La Gorda y yo nos hallábamos tan inmersos en nuestros viajes al otro lado de la pared de niebla, que habíamos olvidado que era tiempo de emprender el siguiente no-hacer de la serie. Silvio Manuel nos dijo que éste podría ser devastador, y que consistía en cruzar las líneas paralelas con las tres hermanitas y los tres Genaros, directamente hacia la entrada del mundo de la conciencia total. No incluyó a doña Soledad porque sus no-haceres eran sólo para ensoñadores y ella era acechadora.

Silvio Manuel agregó que su interés era que nosotros nos fuéramos acostumbrando a la tercera atención, colocándonos al pie del Águila una y otra vez. Nos preparó para esa sacudida; nos explicó que los viajes de un guerrero hacia las desoladas dunas de arena, es un paso preparatorio para el verdadero cruce de linderos. Aventurarse tras la pared de niebla cuando uno se halla en un estado de conciencia acrecentada o cuando se está ensoñando, emplea solamente una pequeña porción de nuestra conciencia total, en tanto que cruzar corporalmente al otro mundo emplea la totalidad de nuestro ser.

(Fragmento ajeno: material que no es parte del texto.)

//! Normalized product returned by the online search proxy.

use serde::{Deserialize, Serialize};

pub const MISSING_TEXT: &str = "N/A";

#[derive(Debug, Clone, Serialize, Deserialize, PartialEq, Eq)]
pub struct SearchResult {
    pub title: String,
    pub price: String,
    pub link: String,
    pub image: String,
}
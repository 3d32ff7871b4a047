mod common;

use axum::body::Body;
use axum::http::Request;
use common::{test_config, TestApp};
use shopping_service::services::InMemoryItemStore;
use shopping_service::startup::router;
use shopping_service::Application;
use std::sync::{Arc, Mutex};
use tower::ServiceExt;
use tracing::Level;
use tracing_subscriber::fmt::MakeWriter;

#[tokio::test]
async fn health_check_works() {
    let app = TestApp::spawn().await;

    let response = app
        .client
        .get(app.url("/health"))
        .send()
        .await
        .expect("Failed to execute request");

    assert!(response.status().is_success());

    let body: serde_json::Value = response.json().await.expect("Failed to parse JSON");
    assert_eq!(body["status"], "ok");
    assert_eq!(body["service"], "shopping-service");
}

#[tokio::test]
async fn readiness_check_works() {
    let app = TestApp::spawn().await;

    let response = app
        .client
        .get(app.url("/ready"))
        .send()
        .await
        .expect("Failed to execute request");

    assert!(response.status().is_success());
}

#[tokio::test]
async fn responses_carry_request_id() {
    let app = TestApp::spawn().await;

    let response = app
        .client
        .get(app.url("/count-items"))
        .header("x-request-id", "trace-me")
        .send()
        .await
        .expect("Failed to execute request");

    assert_eq!(response.headers()["x-request-id"], "trace-me");
}

/// Collects formatted log output in memory.
#[derive(Clone, Default)]
struct CapturedLogs(Arc<Mutex<Vec<u8>>>);

impl CapturedLogs {
    fn contents(&self) -> String {
        String::from_utf8_lossy(&self.0.lock().unwrap()).into_owned()
    }
}

impl std::io::Write for CapturedLogs {
    fn write(&mut self, buf: &[u8]) -> std::io::Result<usize> {
        self.0.lock().unwrap().extend_from_slice(buf);
        Ok(buf.len())
    }

    fn flush(&mut self) -> std::io::Result<()> {
        Ok(())
    }
}

impl<'a> MakeWriter<'a> for CapturedLogs {
    type Writer = CapturedLogs;

    fn make_writer(&'a self) -> Self::Writer {
        self.clone()
    }
}

#[tokio::test]
async fn request_span_records_minted_request_id() {
    let logs = CapturedLogs::default();
    let subscriber = tracing_subscriber::fmt()
        .with_max_level(Level::DEBUG)
        .with_ansi(false)
        .with_writer(logs.clone())
        .finish();
    let _guard = tracing::subscriber::set_default(subscriber);

    let app = Application::build_with_store(
        test_config("http://127.0.0.1:9"),
        Arc::new(InMemoryItemStore::new()),
    )
    .await
    .expect("Failed to build test application");

    let response = router(app.state())
        .oneshot(
            Request::builder()
                .uri("/generate-id")
                .body(Body::empty())
                .expect("Failed to build request"),
        )
        .await
        .expect("Request failed");

    let request_id = response.headers()["x-request-id"]
        .to_str()
        .expect("Header is not ASCII")
        .to_string();

    let output = logs.contents();
    assert!(
        output.contains(&format!("request_id={}", request_id)),
        "span did not carry request id {}: {}",
        request_id,
        output
    );
    assert!(!output.contains("request_id=-"));
}
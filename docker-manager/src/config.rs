use clap::Parser;
use std::path::PathBuf;
use std::time::Duration;

#[derive(Debug, Parser)]
#[command(name = "docker-manager")]
#[command(
    about = "Bring up the shopping-list stack, probe its endpoints and restart exited containers"
)]
#[command(version)]
pub struct Cli {
    /// Compose file to bring up
    #[arg(long, env = "DOCKER_COMPOSE_FILE", default_value = "docker-compose.yml")]
    pub compose_file: PathBuf,

    /// Compose invocation, e.g. "docker-compose" or "docker compose"
    #[arg(long, env = "COMPOSE_COMMAND", default_value = "docker-compose")]
    pub compose_command: String,

    /// Base URL of the shopping-list service
    #[arg(long, env = "SERVICE_BASE_URL", default_value = "http://127.0.0.1:5002")]
    pub base_url: String,

    /// Seconds to wait after bring-up before probing
    #[arg(long, env = "SETTLE_SECS", default_value_t = 10)]
    pub settle_secs: u64,

    /// Per-probe HTTP timeout in seconds
    #[arg(long, env = "PROBE_TIMEOUT_SECS", default_value_t = 10)]
    pub probe_timeout_secs: u64,

    /// File the run log is appended to
    #[arg(long, env = "DOCKER_MANAGER_LOG", default_value = "docker_manager.log")]
    pub log_file: PathBuf,

    /// Log to stdout only
    #[arg(long)]
    pub no_log_file: bool,

    /// Only restart exited containers whose name contains this text
    #[arg(long, env = "CONTAINER_FILTER")]
    pub container_filter: Option<String>,

    /// Skip `docker system prune`
    #[arg(long)]
    pub skip_cleanup: bool,

    #[arg(long, env = "LOG_LEVEL", default_value = "info")]
    pub log_level: String,
}

#[derive(Debug, Clone)]
pub struct ManagerConfig {
    pub compose_file: PathBuf,
    pub compose_command: Vec<String>,
    pub base_url: String,
    pub settle_delay: Duration,
    pub probe_timeout: Duration,
    pub log_file: Option<PathBuf>,
    pub container_filter: Option<String>,
    pub skip_cleanup: bool,
    pub log_level: String,
}

impl From<Cli> for ManagerConfig {
    fn from(cli: Cli) -> Self {
        Self {
            compose_file: cli.compose_file,
            compose_command: cli
                .compose_command
                .split_whitespace()
                .map(str::to_string)
                .collect(),
            base_url: cli.base_url,
            settle_delay: Duration::from_secs(cli.settle_secs),
            probe_timeout: Duration::from_secs(cli.probe_timeout_secs),
            log_file: (!cli.no_log_file).then_some(cli.log_file),
            container_filter: cli.container_filter.filter(|f| !f.trim().is_empty()),
            skip_cleanup: cli.skip_cleanup,
            log_level: cli.log_level,
        }
    }
}

impl Default for ManagerConfig {
    fn default() -> Self {
        Self {
            compose_file: PathBuf::from("docker-compose.yml"),
            compose_command: vec!["docker-compose".to_string()],
            base_url: "http://127.0.0.1:5002".to_string(),
            settle_delay: Duration::from_secs(10),
            probe_timeout: Duration::from_secs(10),
            log_file: Some(PathBuf::from("docker_manager.log")),
            container_filter: None,
            skip_cleanup: false,
            log_level: "info".to_string(),
        }
    }
}

#[cfg(test)]
mod tests {
    use super::*;

    #[test]
    fn defaults_match_the_local_stack() {
        let config = ManagerConfig::from(Cli::parse_from(["docker-manager"]));
        assert_eq!(config.base_url, "http://127.0.0.1:5002");
        assert_eq!(config.settle_delay, Duration::from_secs(10));
        assert_eq!(config.compose_command, ["docker-compose"]);
        assert_eq!(config.log_file, Some(PathBuf::from("docker_manager.log")));
        assert!(!config.skip_cleanup);
    }

    #[test]
    fn flags_override_defaults() {
        let cli = Cli::parse_from([
            "docker-manager",
            "--compose-command",
            "docker compose",
            "--settle-secs",
            "0",
            "--container-filter",
            "shopping",
            "--no-log-file",
            "--skip-cleanup",
        ]);
        let config = ManagerConfig::from(cli);
        assert_eq!(config.compose_command, ["docker", "compose"]);
        assert_eq!(config.settle_delay, Duration::ZERO);
        assert_eq!(config.container_filter.as_deref(), Some("shopping"));
        assert!(config.log_file.is_none());
        assert!(config.skip_cleanup);
    }
}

Silvio Manuel había concebido la idea de usar el puente como símbolo del verdadero cruce. Razonó que el puente era adyacente a un sitio de poder; y los sitios de poder son grietas, pasajes hacia el otro mundo. Creía que era posible que la Gor da y yo hubiéramos adquirido la fuerza suficiente para resistir un vislumbre del Águila.

Anunció que era mi deber personal acorralar a las tres mujeres y a los tres hombres, y ayudarlos a entrar al nivel más profundo de conciencia acrecentada. Era lo menos que yo podía hacer por ellos, puesto que quizás yo había sido el instrumento que destruiría sus posibilidades de libertad.

Movió nuestro periodo de acción a la hora justa antes del alba. Obedientemente traté de hacerlos desplazar su conciencia, como don Juan había hecho conmigo. Puesto que yo no tenía la menor idea de cómo manejar sus cuerpos o de qué hacer con ellos, acabé golpeándolos en la espalda. Después de varios truculentos intentos de mi parte, don Juan intervino finalmente. Los alistó lo mejor que pudo y me los pasó a que los empujara como una manada de ganado en el puente. Mi tarea consistía en llevarlos, uno a uno, al otro lado del puente. El sitio de poder se hallaba en el lado sur, lo cual era un augurio muy favorable. Silvio Manuel planeó cruzar él primero, esperarme a que se los llevara y después conducirnos como grupo hacia lo desconocido.